Crawling
Extract data from multiple pages at scale
The crawl endpoint lets you extract data from multiple pages by following links.
Basic Crawl
curl -X POST https://api.refyne.uk/api/v1/crawl \
-H "Authorization: Bearer YOUR_API_KEY" \
-H "Content-Type: application/json" \
-d '{
"url": "https://example.com/products",
"schema": {
"name": "string",
"price": "number"
},
"options": {
"follow_selector": "a.product-link",
"max_pages": 10
}
}'Crawl Options
| Option | Type | Description |
|---|---|---|
follow_selector | string | CSS selector for links to follow |
follow_pattern | string | Regex pattern for URLs to follow |
max_pages | number | Maximum pages to extract (default: 50) |
max_depth | number | Maximum link depth to follow (default: 2) |
same_domain_only | boolean | Only follow links on same domain (default: true) |
delay | string | Delay between requests (e.g., "1s") |
concurrency | number | Parallel requests (default: 3) |
Following Links
By CSS Selector
Follow specific links on the page:
{
"options": {
"follow_selector": "a.product-card",
"max_pages": 20
}
}By URL Pattern
Follow links matching a pattern:
{
"options": {
"follow_pattern": "/products/[0-9]+",
"max_pages": 20
}
}Pagination
Handle paginated content:
{
"options": {
"next_selector": "a.next-page",
"max_pages": 100
}
}Job Status
Crawl jobs run asynchronously.
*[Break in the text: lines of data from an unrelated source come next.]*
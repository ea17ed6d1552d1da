//! JSON document datasource
//!
//! The optional `pointer` parameter (RFC 6901 JSON Pointer) selects
//! the rows inside the document: an array yields one row per element,
//! an object yields a single row.

use anyhow::Context;
use serde_json::Value;

use crate::config::{DataSourceConfig, EntityConfig};
use crate::context::BindingContext;
use crate::datasource::{read_location, BufferedCursor, DataSource, RowCursor};
use crate::error::ImportError;
use crate::template;

pub struct JsonDataSource {
    url: String,
    pointer: String,
}

impl JsonDataSource {
    pub fn from_config(config: &DataSourceConfig) -> anyhow::Result<Self> {
        let url = config
            .url
            .clone()
            .context("json datasource requires a 'url' (file path or http url)")?;
        let pointer = config.param_str("pointer").unwrap_or("").to_string();
        if !pointer.is_empty() && !pointer.starts_with('/') {
            anyhow::bail!("'pointer' must be a JSON Pointer starting with '/', got '{pointer}'");
        }
        Ok(Self { url, pointer })
    }
}

impl DataSource for JsonDataSource {
    fn execute(
        &self,
        _entity: &EntityConfig,
        ctx: &BindingContext,
    ) -> Result<Box<dyn RowCursor>, ImportError> {
        let location = template::render(&self.url, ctx)?;
        let text = read_location(&location).map_err(|e| ImportError::Backend(format!("{e:#}")))?;

        let document: Value = serde_json::from_str(&text)
            .map_err(|e| ImportError::Backend(format!("parsing '{location}': {e}")))?;

        let selected = document.pointer(&self.pointer).ok_or_else(|| {
            ImportError::Backend(format!(
                "pointer '{}' matched nothing in '{location}'",
                self.pointer
            ))
        })?;

        let rows = match selected {
            Value::Array(items) => items.clone(),
            object @ Value::Object(_) => vec![object.clone()],
            other => {
                return Err(ImportError::Backend(format!(
                    "pointer '{}' selects a {} in '{location}'; expected array or object",
                    self.pointer,
                    type_name(other)
                )))
            }
        };

        Ok(Box::new(BufferedCursor::new(rows)))
    }
}

fn type_name(value: &Value) -> &'static str {
    match value {
        Value::Null => "null",
        Value::Bool(_) => "boolean",
        Value::Number(_) => "number",
        Value::String(_) => "string",
        Value::Array(_) => "array",
        Value::Object(_) => "object",
    }
}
Check status:
curl https://api.refyne.uk/api/v1/jobs/JOB_ID \
-H "Authorization: Bearer YOUR_API_KEY"Getting Results
Retrieve crawl results:
# Individual results
curl https://api.refyne.uk/api/v1/jobs/JOB_ID/results \
-H "Authorization: Bearer YOUR_API_KEY"
# Merged results
curl "https://api.refyne.uk/api/v1/jobs/JOB_ID/results?merge=true" \
-H "Authorization: Bearer YOUR_API_KEY"